Added Fox, “I don’t know what the insurance companies are going to do with this, but I’m hoping that it is available for my patients, and I say that as their clinician.” Whether $88,500 “is too much or appropriate, I really don’t know.”

8 comments

  1. Larry williams says:

    MS drug prices continue to be too expensive for most patients, especially when over 65 and on Medicare which does not cover these costs, way to expensive

  2. DJ Hartt says:

    Thanks for this biased commercial this time by Novartis and its associated neurologists with massive COI. They have not come up with a meaningful treatment for the majority of SPMS, who do not have relapses. Prevention of relapses does not equal prevention of progression of MS.

    Simply put the massively overpriced Mayzent/siponimod does not appear to work in the majority of SPMS at stopping progression as pointed out by the FDA. It works 21% above placebo for reducing progression at a “whopping” 3 months and 26% at 6 months. This 21% of SPMS is made up of all SPMS, including the selection bias subgroup of active SPMS who skew the results in siponimod’s favour (active SPMS group 33% reduction of progression above placebo). Does anyone think it is an accident that they chose “relapsing or active” SPMS for their trial to have a positive outcome?

    One should take FDA’s statement (“in the subgroup of patients with non-active SPMS, the results were not statistically significant.”) very seriously before you pay for this ripoff clone of fingolimod/Gilenya, which is also owned by Novartis, who cancelled its trials in progressive MS second to its expiring patent.

    If someone has “active” SPMS or late RRMS, then why not take any more effective MS drug like alemtuzumab, ocrezulimab, cladribine or even fingolimod, which works in the same manner as siponimod?

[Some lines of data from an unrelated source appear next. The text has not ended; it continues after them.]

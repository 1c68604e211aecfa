use serde::{Serialize, Serializer};
use std::time::Duration;
use thiserror::Error;

/// Possible errors when interacting with `flowgate_lib`
#[derive(Error, Debug, Clone, PartialEq)]
#[non_exhaustive]
pub enum ErrorKind {
    /// A limiter with this name is already registered and overwriting was not requested
    #[error("Limiter `{0}` is already registered. Pass `overwrite` to replace it")]
    RegistryKeyConflict(String),

    /// No limiter is registered under this name
    #[error(
        "Limiter `{0}` is not registered. Register it first or use `LimiterRegistry::get_or_create`"
    )]
    RegistryKeyError(String),

    /// A limiter or controller was constructed with out-of-range parameters
    #[error("Invalid rate limit configuration: {reason}")]
    InvalidConfig {
        /// What is wrong with the configuration
        reason: String,
    },

    /// The remote resource throttled a unit of work
    #[error(transparent)]
    RateLimited(#[from] RateLimitSignal),
}

impl ErrorKind {
    pub(crate) fn invalid_config(reason: impl Into<String>) -> Self {
        Self::InvalidConfig {
            reason: reason.into(),
        }
    }

    /// The throttling signal carried by this error, if any
    #[must_use]
    pub const fn as_rate_limit(&self) -> Option<&RateLimitSignal> {
        match self {
            Self::RateLimited(signal) => Some(signal),
            _ => None,
        }
    }
}

impl Serialize for ErrorKind {
    fn serialize<S>(&self, serializer: S) -> std::result::Result<S::Ok, S::Error>
    where
        S: Serializer,
    {
        serializer.collect_str(self)
    }
}

/// Raised by a unit of work (or detected by a [`crate::ratelimit::Classifier`])
/// when the remote resource rejected a call because of throttling.
///
/// The signal travels up nested dispatch layers so that an outer
/// [`crate::ratelimit::AdaptiveController`] can adapt after the inner one did.
///
/// # Examples
///
/// ```
/// use flowgate_lib::RateLimitSignal;
/// use std::time::Duration;
///
/// let signal = RateLimitSignal::new("OpenAI rate limit exceeded")
///     .with_retry_after(Duration::from_secs(20))
///     .with_origin("openai");
///
/// assert_eq!(signal.to_string(), "OpenAI rate limit exceeded");
/// assert_eq!(signal.origin.as_deref(), Some("openai"));
/// ```
#[derive(Error, Debug, Clone, PartialEq, Eq, Serialize)]
#[error("{message}")]
pub struct RateLimitSignal {
    /// Human-readable description of the rate limit
    pub message: String,
    /// How long the resource asked us to wait, if it said so
    #[serde(with = "humantime_serde")]
    pub retry_after: Option<Duration>,
    /// Identifier of the throttling resource, e.g. `"openai"`
    pub origin: Option<String>,
}

impl RateLimitSignal {
    /// Create a signal with the given message and no hints
    #[must_use]
    pub fn new(message: impl Into<String>) -> Self {
        Self {
            message: message.into(),
            retry_after: None,
            origin: None,
        }
    }

    /// Attach a retry-after hint
    #[must_use]
    pub const fn with_retry_after(mut self, retry_after: Duration) -> Self {
        self.retry_after = Some(retry_after);
        self
    }

    /// Attach the identifier of the throttling resource
    #[must_use]
    pub fn with_origin(mut self, origin: impl Into<String>) -> Self {
        self.origin = Some(origin.into());
        self
    }
}

impl Default for RateLimitSignal {
    fn default() -> Self {
        Self::new("Rate limit hit")
    }
}
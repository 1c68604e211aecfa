//! Admission control for calls to rate-limited resources.
//!
//! This module keeps callers under a provider's concurrency and per-interval
//! quotas, either with fixed caps or with a cap that adapts to throttling
//! errors reported by the provider.
//!
//! # Architecture
//!
//! - [`RateLimiter`]: Dual gate of a concurrency cap and a sliding throughput window
//! - [`AdaptiveController`]: Shrinks and grows a limiter's concurrency cap from observed outcomes
//! - [`Classifier`]: Decides which failures count as rate limits
//! - [`LimiterRegistry`]: Named limiters shared between components
//! - [`RateLimitConfig`] and [`AdaptiveConfig`]: Configuration of the above
//! - [`LimiterStats`] and [`AdaptiveStats`]: Statistics snapshots

mod adaptive;
mod classifier;
mod config;
mod limiter;
mod registry;
mod stats;
mod window;

pub use adaptive::{AdaptiveController, Escalated, Transition};
pub use classifier::{Classifier, is_rate_limit_message};
pub use config::{AdaptiveConfig, RateLimitConfig};
pub use limiter::{Permit, RateLimiter};
pub use registry::LimiterRegistry;
pub use stats::{AdaptiveStats, LimiterStats, LimiterStatsMap};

    • Sandra C. Williams says:

      With regard to comments about drug companies, please consider that businesses are in the business of making money and are accountable to stockholders. R & D (research and development) costs for drug companies are extremely high, and must be recovered in order to continue research and production.
      Government grants for scientific research in settings such as university hospitals began drying up years ago. If not for free enterprise or philanthropy, how far we would be toward new treatment options, and, perhaps one day, a cure?
      Personally, I am thankful that research continues, and breakthroughs are made, providing hope for many.
      Thank you for considering another perspective.

    • Jukka OLLGREN says:

      The power issue is very clear: everybody knows that it is much more easier to treat active SPMS than overall SPMS, so this subgroup, what ever is the exact definition, is powered nearly automatically because the effects are greater and relatively more events. It is quite natural that in some groups the treatments effects differ from each other compared with “placebo”. Probably the active disease effects are quite robust even if the exact definition the active group changes somewhat. In the data observed power is in monotonic relatioship with p-value. Power has nothing to do with the concept of bias.
      In the non-active subgroup the point estimates are so low that NNT=”numbers needed to treat” for the most outcomes are clearly over 10 then, maybe over 20 or more. The active subgroup analysis here has nothing to do with p-value phishing.

  3. Sandra C. Williams says:

    $88,000 annually, and Medicare patients (65 and older) will not be covered by insurance. Really? What an absurd and obscene situation!
    After nearly HALF a CENTURY of working, building businesses and making regular contributions to government systems to fund my retirement benefits, now that I need them I’m to be told they won’t pay??!? — Translation: Too old to be of value?
    How many members of congress (with their own ‘special insurance and benefits’) are over 65 now, or approaching that age?
    An elite group of elected individuals who live under a different set of standards should not be allowed to decide the value of citizens lives.

    • KIM FLORES says:

      I COMPLETELY AGREE WITH SANDRA C WILLIAMS!! I am currently still working to pay for my nearly $9000 per year insurance payment that does not cover my Ocrevus.